**DIRECTIONS:** Write out the following records exactly, each one in full.
Start of RECORDS FOR THE TASK
use std::collections::{BTreeSet, HashMap};
use std::fmt;

use chrono::{DateTime, NaiveDate, NaiveTime, Timelike, Utc};
use fluxstage_reader::model::timestamp_column;
use fluxstage_reader::{SiteMetadata, METADATA_FIELDS};
use polars::prelude::*;
use serde::{Deserialize, Serialize};
use tracing::debug;

use crate::masking::MaskedTable;

pub const SITE_COLUMN: &str = "site";
pub const DATE_COLUMN: &str = "Date";

/// A time-of-day bucket, stored as minutes past midnight.
#[derive(Debug, Clone, Copy, PartialEq, Eq, PartialOrd, Ord, Hash, Serialize, Deserialize)]
pub struct TimeSlot(u32);

impl TimeSlot {
    /// Buckets a wall-clock time, flooring to `granularity_minutes` when given.
    pub fn from_time(time: NaiveTime, granularity_minutes: Option<u32>) -> Self {
        let minute_of_day = time.hour() * 60 + time.minute();
        match granularity_minutes {
            Some(step) if step > 0 => Self(minute_of_day / step * step),
            _ => Self(minute_of_day),
        }
    }

    pub fn from_hm(hour: u32, minute: u32) -> Self {
        Self(hour * 60 + minute)
    }

    pub fn minute_of_day(&self) -> u32 {
        self.0
    }

    /// Compact `HHMM` form used in column names.
    pub fn label(&self) -> String {
        format!("{:02}{:02}", self.0 / 60, self.0 % 60)
    }
}

impl fmt::Display for TimeSlot {
    fn fmt(&self, f: &mut fmt::Formatter<'_>) -> fmt::Result {
        write!(f, "{:02}:{:02}", self.0 / 60, self.0 % 60)
    }
}

pub fn value_column_name(variable: &str, slot: TimeSlot) -> String {
    format!("{variable}_{}", slot.label())
}

/// Column names in staged order: variable-major, slots ascending.
pub fn value_column_names(variables: &[String], slots: &[TimeSlot]) -> Vec<String> {
    variables
        .iter()
        .flat_map(|var| slots.iter().map(move |slot| value_column_name(var, *slot)))
        .collect()
}

/// Leading key columns of every staged frame.
pub fn key_column_names() -> Vec<&'static str> {
    let mut names = vec![SITE_COLUMN];
    names.extend(METADATA_FIELDS);
    names.push(DATE_COLUMN);
    names
}

/// One site's observations reshaped to one row per calendar date.
#[derive(Debug, Clone)]
pub struct StagedMatrix {
    pub metadata: SiteMetadata,
    pub variables: Vec<String>,
    pub slots: Vec<TimeSlot>,
    pub frame: DataFrame,
}

impl StagedMatrix {
    pub fn value_columns(&self) -> Vec<String> {
        value_column_names(&self.variables, &self.slots)
    }
}

#[derive(Clone, Copy, Default)]
struct SlotAccumulator {
    sum: f64,
    count: u32,
    missing: u32,
}

impl SlotAccumulator {
    /// Null unless every observation in the slot survived masking.
    fn mean(&self) -> Option<f64> {
        (self.count > 0 && self.missing == 0).then(|| self.sum / f64::from(self.count))
    }
}

/// Pivots a masked table into a date by (variable, time-of-day) matrix.
///
/// A cell is null when it has no observation or when any observation in it was
/// masked. Several observations landing in one slot are averaged.
pub fn pivot_site(
    masked: &MaskedTable,
    granularity_minutes: Option<u32>,
) -> Result<StagedMatrix, PolarsError> {
    let keys: Vec<Option<(NaiveDate, TimeSlot)>> = timestamp_column(&masked.frame)?
        .into_iter()
        .map(|ts| ts.map(|ts| (ts.date(), TimeSlot::from_time(ts.time(), granularity_minutes))))
        .collect();

    let dates: Vec<NaiveDate> = keys
        .iter()
        .flatten()
        .map(|(date, _)| *date)
        .collect::<BTreeSet<_>>()
        .into_iter()
        .collect();
    let slots: Vec<TimeSlot> = keys
        .iter()
        .flatten()
        .map(|(_, slot)| *slot)
        .collect::<BTreeSet<_>>()
        .into_iter()
        .collect();

    let date_index: HashMap<NaiveDate, usize> =
        dates.iter().enumerate().map(|(idx, date)| (*date, idx)).collect();
    let slot_index: HashMap<TimeSlot, usize> =
        slots.iter().enumerate().map(|(idx, slot)| (*slot, idx)).collect();

    let height = dates.len();
    let mut columns = key_columns(&masked.metadata, &dates)?;
    let variables: Vec<String> = masked.variables.iter().map(|spec| spec.name.clone()).collect();

    for variable in &variables {
        let values = masked.frame.column(variable)?.f64()?;
        let mut cells = vec![SlotAccumulator::default(); height * slots.len()];

        for (row, key) in keys.iter().enumerate() {
            let Some((date, slot)) = key else {
                continue;
            };
            let cell = &mut cells[slot_index[slot] * height + date_index[date]];
            match values.get(row) {
                Some(value) => {
                    cell.sum += value;
                    cell.count += 1;
                }
                None => cell.missing += 1,
            }
        }

        for (slot_pos, slot) in slots.iter().enumerate() {
            let column: Vec<Option<f64>> = cells[slot_pos * height..(slot_pos + 1) * height]
                .iter()
                .map(SlotAccumulator::mean)
                .collect();
            let name = value_column_name(variable, *slot);
            columns.push(Series::new(name.as_str().into(), column).into());
        }
    }

    debug!(
        site = masked.site(),
        dates = height,
        slots = slots.len(),
        variables = variables.len(),
        "pivoted site"
    );

    Ok(StagedMatrix {
        metadata: masked.metadata.clone(),
        variables,
        slots,
        frame: DataFrame::new(columns)?,
    })
}

fn key_columns(metadata: &SiteMetadata, dates: &[NaiveDate]) -> Result<Vec<Column>, PolarsError> {
    let height = dates.len();
    let mut columns: Vec<Column> = Vec::with_capacity(METADATA_FIELDS.len() + 2);
    columns.push(Series::new(SITE_COLUMN.into(), vec![metadata.site.as_str(); height]).into());
    for (name, value) in metadata.fields() {
        columns.push(Series::new(name.into(), vec![value; height]).into());
    }

    let epoch = DateTime::<Utc>::UNIX_EPOCH.date_naive();
    let days: Vec<i32> = dates
        .iter()
        .map(|date| date.signed_duration_since(epoch).num_days() as i32)
        .collect();
    columns.push(
        Series::new(DATE_COLUMN.into(), days)
            .cast(&DataType::Date)?
            .into(),
    );
    Ok(columns)
}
End of RECORDS FOR THE TASK
**OUTPUT FOR THIS EXERCISE:**
use std::collections::{BTreeSet, HashMap};
use std::fmt;

use chrono::{DateTime, NaiveDate, NaiveTime, Timelike, Utc};
use fluxstage_reader::model::timestamp_column;
use fluxstage_reader::{SiteMetadata, METADATA_FIELDS};
use polars::prelude::*;
use serde::{Deserialize, Serialize};
use tracing::debug;

use crate::masking::MaskedTable;

pub const SITE_COLUMN: &str = "site";
pub const DATE_COLUMN: &str = "Date";

/// A time-of-day bucket, stored as minutes past midnight.
#[derive(Debug, Clone, Copy, PartialEq, Eq, PartialOrd, Ord, Hash, Serialize, Deserialize)]
pub struct TimeSlot(u32);

impl TimeSlot {
    /// Buckets a wall-clock time, flooring to `granularity_minutes` when given.
    pub fn from_time(time: NaiveTime, granularity_minutes: Option<u32>) -> Self {
        let minute_of_day = time.hour() * 60 + time.minute();
        match granularity_minutes {
            Some(step) if step > 0 => Self(minute_of_day / step * step),
            _ => Self(minute_of_day),
        }
    }

    pub fn from_hm(hour: u32, minute: u32) -> Self {
        Self(hour * 60 + minute)
    }

    pub fn minute_of_day(&self) -> u32 {
        self.0
    }

    /// Compact `HHMM` form used in column names.
    pub fn label(&self) -> String {
        format!("{:02}{:02}", self.0 / 60, self.0 % 60)
    }
}

impl fmt::Display for TimeSlot {
    fn fmt(&self, f: &mut fmt::Formatter<'_>) -> fmt::Result {
        write!(f, "{:02}:{:02}", self.0 / 60, self.0 % 60)
    }
}

pub fn value_column_name(variable: &str, slot: TimeSlot) -> String {
    format!("{variable}_{}", slot.label())
}

/// Column names in staged order: variable-major, slots ascending.
pub fn value_column_names(variables: &[String], slots: &[TimeSlot]) -> Vec<String> {
    variables
        .iter()
        .flat_map(|var| slots.iter().map(move |slot| value_column_name(var, *slot)))
        .collect()
}

/// Leading key columns of every staged frame.
pub fn key_column_names() -> Vec<&'static str> {
    let mut names = vec![SITE_COLUMN];
    names.extend(METADATA_FIELDS);
    names.push(DATE_COLUMN);
    names
}

/// One site's observations reshaped to one row per calendar date.
#[derive(Debug, Clone)]
pub struct StagedMatrix {
    pub metadata: SiteMetadata,
    pub variables: Vec<String>,
    pub slots: Vec<TimeSlot>,
    pub frame: DataFrame,
}

impl StagedMatrix {
    pub fn value_columns(&self) -> Vec<String> {
        value_column_names(&self.variables, &self.slots)
    }
}

#[derive(Clone, Copy, Default)]
struct SlotAccumulator {
    sum: f64,
    count: u32,
    missing: u32,
}

impl SlotAccumulator {
    /// Null unless every observation in the slot survived masking.
    fn mean(&self) -> Option<f64> {
        (self.count > 0 && self.missing == 0).then(|| self.sum / f64::from(self.count))
    }
}

/// Pivots a masked table into a date by (variable, time-of-day) matrix.
///
/// A cell is null when it has no observation or when any observation in it was
/// masked. Several observations landing in one slot are averaged.
pub fn pivot_site(
    masked: &MaskedTable,
    granularity_minutes: Option<u32>,
) -> Result<StagedMatrix, PolarsError> {
    let keys: Vec<Option<(NaiveDate, TimeSlot)>> = timestamp_column(&masked.frame)?
        .into_iter()
        .map(|ts| ts.map(|ts| (ts.date(), TimeSlot::from_time(ts.time(), granularity_minutes))))
        .collect();

    let dates: Vec<NaiveDate> = keys
        .iter()
        .flatten()
        .map(|(date, _)| *date)
        .collect::<BTreeSet<_>>()
        .into_iter()
        .collect();
    let slots: Vec<TimeSlot> = keys
        .iter()
        .flatten()
        .map(|(_, slot)| *slot)
        .collect::<BTreeSet<_>>()
        .into_iter()
        .collect();

    let date_index: HashMap<NaiveDate, usize> =
        dates.iter().enumerate().map(|(idx, date)| (*date, idx)).collect();
    let slot_index: HashMap<TimeSlot, usize> =
        slots.iter().enumerate().map(|(idx, slot)| (*slot, idx)).collect();

    let height = dates.len();
    let mut columns = key_columns(&masked.metadata, &dates)?;
    let variables: Vec<String> = masked.variables.iter().map(|spec| spec.name.clone()).collect();

    for variable in &variables {
        let values = masked.frame.column(variable)?.f64()?;
        let mut cells = vec![SlotAccumulator::default(); height * slots.len()];

        for (row, key) in keys.iter().enumerate() {
            let Some((date, slot)) = key else {
                continue;
            };
            let cell = &mut cells[slot_index[slot] * height + date_index[date]];
            match values.get(row) {
                Some(value) => {
                    cell.sum += value;
                    cell.count += 1;
                }
                None => cell.missing += 1,
            }
        }

        for (slot_pos, slot) in slots.iter().enumerate() {
            let column: Vec<Option<f64>> = cells[slot_pos * height..(slot_pos + 1) * height]
                .iter()
                .map(SlotAccumulator::mean)
                .collect();
            let name = value_column_name(variable, *slot);
            columns.push(Series::new(name.as_str().into(), column).into());
        }
    }

    debug!(
        site = masked.site(),
        dates = height,
        slots = slots.len(),
        variables = variables.len(),
        "pivoted site"
    );

    Ok(StagedMatrix {
        metadata: masked.metadata.clone(),
        variables,
        slots,
        frame: DataFrame::new(columns)?,
    })
}

fn key_columns(metadata: &SiteMetadata, dates: &[NaiveDate]) -> Result<Vec<Column>, PolarsError> {
    let height = dates.len();
    let mut columns: Vec<Column> = Vec::with_capacity(METADATA_FIELDS.len() + 2);
    columns.push(Series::new(SITE_COLUMN.into(), vec![metadata.site.as_str(); height]).into());
    for (name, value) in metadata.fields() {
        columns.push(Series::new(name.into(), vec![value; height]).into());
    }

    let epoch = DateTime::<Utc>::UNIX_EPOCH.date_naive();
    let days: Vec<i32> = dates
        .iter()
        .map(|date| date.signed_duration_since(epoch).num_days() as i32)
        .collect();
    columns.push(
        Series::new(DATE_COLUMN.into(), days)
            .cast(&DataType::Date)?
            .into(),
    );
    Ok(columns)
}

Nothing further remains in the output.